1. Introduction
In this blog post, we tackle a unique problem in algorithmic search, particularly interesting in mathematical computation and analysis. The challenge lies in finding the smallest positive integer x for which a given monotonically increasing function f(x) becomes positive.
Problem
Given a monotonically increasing function f(x) on positive numbers, we need to find the lowest positive integer x where f(x) is greater than 0. This means we are searching for the point where the function starts returning positive values.
2. Solution Steps
1. Start with a small value for x (e.g., x = 1) and double it until f(x) becomes positive.
2. Once we find a range where f(x) changes from negative to positive, perform a binary search in this range.
3. The goal of the binary search is to find the smallest x for which f(x) is positive.
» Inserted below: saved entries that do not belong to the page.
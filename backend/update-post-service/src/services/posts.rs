/// Post service - authorize-then-update for caller-owned posts
use crate::db::PostStore;
use crate::error::Result;
use crate::middleware::check_post_ownership;
use crate::models::Post;
use std::sync::Arc;

pub struct PostService {
    store: Arc<dyn PostStore>,
}

impl PostService {
    pub fn new(store: Arc<dyn PostStore>) -> Self {
        Self { store }
    }

    /// Update a post's message and updated timestamp on behalf of `username`.
    ///
    /// The store is only touched once ownership is established. Key fields are
    /// taken from `post` as-is and never rewritten.
    pub async fn update_post(&self, username: &str, post: &Post) -> Result<()> {
        if let Err(err) = check_post_ownership(username, post) {
            tracing::warn!(
                caller = %username,
                owner = %post.user_id,
                message_id = %post.message_id,
                "Rejected update of a post owned by another user"
            );
            return Err(err);
        }

        if let Err(err) = self.store.update_post(&post.key(), &post.changes()).await {
            tracing::error!(
                user_id = %post.user_id,
                message_id = %post.message_id,
                retryable = err.is_retryable(),
                error = %err,
                "Post update failed"
            );
            return Err(err.into());
        }

        tracing::info!(
            user_id = %post.user_id,
            message_id = %post.message_id,
            "Post updated"
        );

        Ok(())
    }
}
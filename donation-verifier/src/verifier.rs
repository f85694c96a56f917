//! Chain verifiers: the per-family verification contract.
//!
//! Chain families form a closed set: adding a chain family means adding a
//! variant here, not implementing an open trait.

use ethers_core::types::U256;

use donation_core::{ChainFamily, DonationClaim, VerificationOutcome};

use crate::error::Result;
use crate::evm::{parse_address, EvmVerifier};
use crate::solana::{decode_pubkey, SolanaVerifier};

/// A verifier for one chain family.
#[derive(Clone)]
pub enum ChainVerifier {
    Evm(EvmVerifier),
    Solana(SolanaVerifier),
}

impl ChainVerifier {
    /// Prove (or disprove) a claim against the chain.
    pub async fn verify(&self, claim: &DonationClaim) -> Result<VerificationOutcome> {
        match self {
            Self::Evm(v) => v.verify(claim).await,
            Self::Solana(v) => v.verify(claim).await,
        }
    }

    /// How recipient addresses compare on this family.
    pub fn recipient_matcher(&self) -> RecipientMatcher {
        match self {
            Self::Evm(_) => RecipientMatcher::Evm,
            Self::Solana(_) => RecipientMatcher::Solana,
        }
    }

    pub fn family(&self) -> ChainFamily {
        match self {
            Self::Evm(_) => ChainFamily::Evm,
            Self::Solana(_) => ChainFamily::Solana,
        }
    }
}

impl From<EvmVerifier> for ChainVerifier {
    fn from(verifier: EvmVerifier) -> Self {
        Self::Evm(verifier)
    }
}

impl From<SolanaVerifier> for ChainVerifier {
    fn from(verifier: SolanaVerifier) -> Self {
        Self::Solana(verifier)
    }
}

/// Address equality rules for a chain family.
///
/// EVM addresses compare as 20 raw bytes, so checksum casing is irrelevant.
/// Solana addresses compare as 32 decoded bytes.
#[derive(Debug, Clone, Copy, PartialEq, Eq)]
pub enum RecipientMatcher {
    Evm,
    Solana,
}

impl RecipientMatcher {
    /// Whether two textual addresses denote the same account.
    /// Unparseable input never matches.
    pub fn matches(&self, claimed: &str, on_chain: &str) -> bool {
        match self {
            Self::Evm => match (parse_address(claimed), parse_address(on_chain)) {
                (Ok(a), Ok(b)) => a == b,
                _ => false,
            },
            Self::Solana => match (decode_pubkey(claimed), decode_pubkey(on_chain)) {
                (Ok(a), Ok(b)) => a == b,
                _ => false,
            },
        }
    }

    /// Canonical textual form (lower-case hex for EVM, base58 for Solana).
    pub fn normalize(&self, address: &str) -> Result<String> {
        match self {
            Self::Evm => parse_address(address).map(|a| format!("{:?}", a)),
            Self::Solana => decode_pubkey(address).map(|k| bs58::encode(k).into_string()),
        }
    }
}

/// Why no transfer in a transaction satisfied a claim.
#[derive(Debug, Clone, PartialEq, Eq)]
pub(crate) enum TransferMismatch<A> {
    /// The transaction carries no recognizable transfer at all.
    NoTransfers,
    /// Transfers exist, none to the claimed recipient.
    Recipient,
    /// Transfers to the recipient exist with these amounts, none equal to the claim.
    Amount { found: Vec<A> },
}

/// Find a transfer with exactly the claimed recipient and amount.
pub(crate) fn match_transfer<R, A>(
    transfers: &[(R, A)],
    recipient: &R,
    amount: A,
) -> std::result::Result<(), TransferMismatch<A>>
where
    R: PartialEq,
    A: PartialEq + Copy,
{
    if transfers.is_empty() {
        return Err(TransferMismatch::NoTransfers);
    }

    let to_recipient: Vec<A> = transfers
        .iter()
        .filter(|(r, _)| r == recipient)
        .map(|(_, a)| *a)
        .collect();

    if to_recipient.is_empty() {
        return Err(TransferMismatch::Recipient);
    }
    if to_recipient.contains(&amount) {
        return Ok(());
    }
    Err(TransferMismatch::Amount { found: to_recipient })
}

/// Lamport amounts are carried as `U256` in outcomes.
pub(crate) fn lamports(amount: u64) -> U256 {
    U256::from(amount)
}
//! CLI command implementations.

pub mod chains;
pub mod config;
pub mod verify;
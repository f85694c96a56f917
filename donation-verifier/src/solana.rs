//! Solana donation verification.
//!
//! Without a donation program configured, the transaction must contain a
//! System Program `Transfer` instruction (`u32 LE 2 || u64 LE lamports`,
//! accounts `[from, to]`) paying the claimed recipient. With a program
//! configured, an Anchor-style `donate` instruction to that program
//! (`sha256("global:donate")[..8] || u64 LE amount`, recipient at account
//! index 1) is required instead. Only `finalized` signatures are confirmed.

use sha2::{Digest, Sha256};
use std::sync::Arc;
use tracing::{debug, warn};

use donation_core::{DonationClaim, FinalityState, VerificationOutcome};

use crate::access::{SolanaChainAccess, SolanaCommitment, SolanaInstruction, SolanaTransaction};
use crate::error::{Result, VerifyError};
use crate::verifier::{lamports, match_transfer, TransferMismatch};

/// The System Program id.
pub const SYSTEM_PROGRAM_ID: &str = "11111111111111111111111111111111";

/// System Program instruction index for `Transfer`.
const SYSTEM_TRANSFER_TAG: u32 = 2;

/// Anchor global namespace for the donation instruction.
const DONATE_PREIMAGE: &[u8] = b"global:donate";

/// Verifier for Solana clusters.
#[derive(Clone)]
pub struct SolanaVerifier {
    access: Arc<dyn SolanaChainAccess>,
    donation_program: Option<String>,
}

impl SolanaVerifier {
    /// Create a verifier that checks System Program transfers.
    pub fn new(access: Arc<dyn SolanaChainAccess>) -> Self {
        Self {
            access,
            donation_program: None,
        }
    }

    /// Verify `donate` instructions to this program instead of system transfers.
    ///
    /// # Errors
    ///
    /// Returns `MalformedReference` if the program id is not a base58 public key.
    pub fn with_donation_program(mut self, program_id: &str) -> Result<Self> {
        let key = decode_pubkey(program_id)?;
        self.donation_program = Some(bs58::encode(key).into_string());
        Ok(self)
    }

    pub fn donation_program(&self) -> Option<&str> {
        self.donation_program.as_deref()
    }

    /// Verify a claim against the cluster.
    ///
    /// # Errors
    ///
    /// - `MalformedReference` if the signature or recipient is not valid base58 of the right length
    /// - `InvalidAmount` if the amount is not an integer that fits in lamports (`u64`)
    /// - `NotFound` if the cluster does not know the signature
    /// - `Mismatch` if the transaction failed or disagrees with the claim
    /// - `ChainUnavailable` if the RPC could not be reached
    pub async fn verify(&self, claim: &DonationClaim) -> Result<VerificationOutcome> {
        decode_signature(&claim.tx_reference)?;
        let recipient = bs58::encode(decode_pubkey(&claim.recipient_address)?).into_string();
        let amount = claim.amount()?;
        if amount.bits() > 64 {
            return Err(VerifyError::InvalidAmount(format!(
                "{} exceeds the lamport range",
                claim.claimed_amount
            )));
        }
        let amount = amount.as_u64();

        let tx = self
            .access
            .transaction(&claim.tx_reference)
            .await?
            .ok_or_else(|| VerifyError::NotFound {
                tx_reference: claim.tx_reference.clone(),
            })?;

        if tx.failed {
            return Err(self.mismatch(claim, "transaction failed on-chain".to_string()));
        }

        let transfers = self.transfers(&tx);
        match_transfer(&transfers, &recipient, amount)
            .map_err(|m| self.mismatch(claim, describe(m, &recipient, amount)))?;

        let finality = match self.access.signature_status(&claim.tx_reference).await? {
            Some(SolanaCommitment::Finalized) => FinalityState::Finalized,
            status => {
                debug!("Signature {} not finalized yet ({:?})", claim.tx_reference, status);
                FinalityState::Pending
            }
        };

        Ok(VerificationOutcome::matched(
            claim.chain_id,
            &claim.tx_reference,
            lamports(amount),
            recipient,
            Some(tx.slot),
            finality,
        ))
    }

    fn transfers(&self, tx: &SolanaTransaction) -> Vec<(String, u64)> {
        tx.instructions
            .iter()
            .filter_map(|ix| match &self.donation_program {
                Some(program) => decode_donate(ix, program),
                None => decode_system_transfer(ix),
            })
            .collect()
    }

    fn mismatch(&self, claim: &DonationClaim, reason: String) -> VerifyError {
        warn!(
            "Donation claim rejected on chain {}: {} ({})",
            claim.chain_id, claim.tx_reference, reason
        );
        VerifyError::Mismatch {
            tx_reference: claim.tx_reference.clone(),
            reason,
        }
    }
}

fn describe(mismatch: TransferMismatch<u64>, recipient: &str, claimed: u64) -> String {
    match mismatch {
        TransferMismatch::NoTransfers => "no transfer instruction found".to_string(),
        TransferMismatch::Recipient => format!("no transfer to {}", recipient),
        TransferMismatch::Amount { found } => {
            let found: Vec<String> = found.iter().map(|a| a.to_string()).collect();
            format!("claimed {} lamports, transferred {}", claimed, found.join(", "))
        }
    }
}

/// Decode a System Program transfer; returns `(to, lamports)`.
fn decode_system_transfer(ix: &SolanaInstruction) -> Option<(String, u64)> {
    if ix.program_id != SYSTEM_PROGRAM_ID || ix.data.len() != 12 {
        return None;
    }
    let tag = u32::from_le_bytes(ix.data[0..4].try_into().ok()?);
    if tag != SYSTEM_TRANSFER_TAG {
        return None;
    }
    let amount = u64::from_le_bytes(ix.data[4..12].try_into().ok()?);
    Some((ix.accounts.get(1)?.clone(), amount))
}

/// Decode a `donate` instruction to the configured program; returns `(recipient, amount)`.
fn decode_donate(ix: &SolanaInstruction, program: &str) -> Option<(String, u64)> {
    if ix.program_id != program || ix.data.len() < 16 {
        return None;
    }
    if ix.data[0..8] != donate_discriminator() {
        return None;
    }
    let amount = u64::from_le_bytes(ix.data[8..16].try_into().ok()?);
    Some((ix.accounts.get(1)?.clone(), amount))
}

/// First eight bytes of `sha256("global:donate")`.
pub fn donate_discriminator() -> [u8; 8] {
    let digest = Sha256::digest(DONATE_PREIMAGE);
    let mut out = [0u8; 8];
    out.copy_from_slice(&digest[..8]);
    out
}

/// Decode a base58 public key (32 bytes).
pub fn decode_pubkey(value: &str) -> Result<[u8; 32]> {
    let bytes = bs58::decode(value)
        .into_vec()
        .map_err(|e| VerifyError::MalformedReference(format!("'{}': base58 decode failed: {}", value, e)))?;
    bytes.try_into().map_err(|v: Vec<u8>| {
        VerifyError::MalformedReference(format!("'{}': expected 32 bytes, got {}", value, v.len()))
    })
}

/// Decode a base58 transaction signature (64 bytes).
pub fn decode_signature(value: &str) -> Result<[u8; 64]> {
    let bytes = bs58::decode(value)
        .into_vec()
        .map_err(|e| VerifyError::MalformedReference(format!("'{}': base58 decode failed: {}", value, e)))?;
    bytes.try_into().map_err(|v: Vec<u8>| {
        VerifyError::MalformedReference(format!("'{}': expected 64-byte signature, got {}", value, v.len()))
    })
}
4. Continue the binary search until the exact value of x is found.
3. Code Program
#include <iostream>
using namespace std;
// Example function: f(x) = 2x - 100
int f(int x) {
return 2 * x - 100;
}
// Function to find the smallest positive x where f(x) > 0
int findPositiveX() {
int x = 1;
// Increase x exponentially until f(x) becomes positive
while (f(x) <= 0) {
x *= 2;
}
// Binary search between x/2 and x
int left = x / 2, right = x;
while (left < right) {
int mid = left + (right - left) / 2;
if (f(mid) <= 0) {
left = mid + 1;
} else {
right = mid;
}
}
return left; // The smallest x where f(x) is positive
}
int main() {
cout << "Lowest positive integer x for f(x) > 0: " << findPositiveX() << endl;
return 0;
}
Output:
Lowest positive integer x for f(x) > 0: 51
Explanation:
The function findPositiveX initially finds an upper bound where f(x) becomes positive by exponentially increasing x. Once it finds such a range, it employs binary search between x/2 and x to find the smallest x where f(x) is positive. For the given function f(x) = 2x - 100, the smallest positive integer x where f(x) > 0 is 51, as f(51) = 2.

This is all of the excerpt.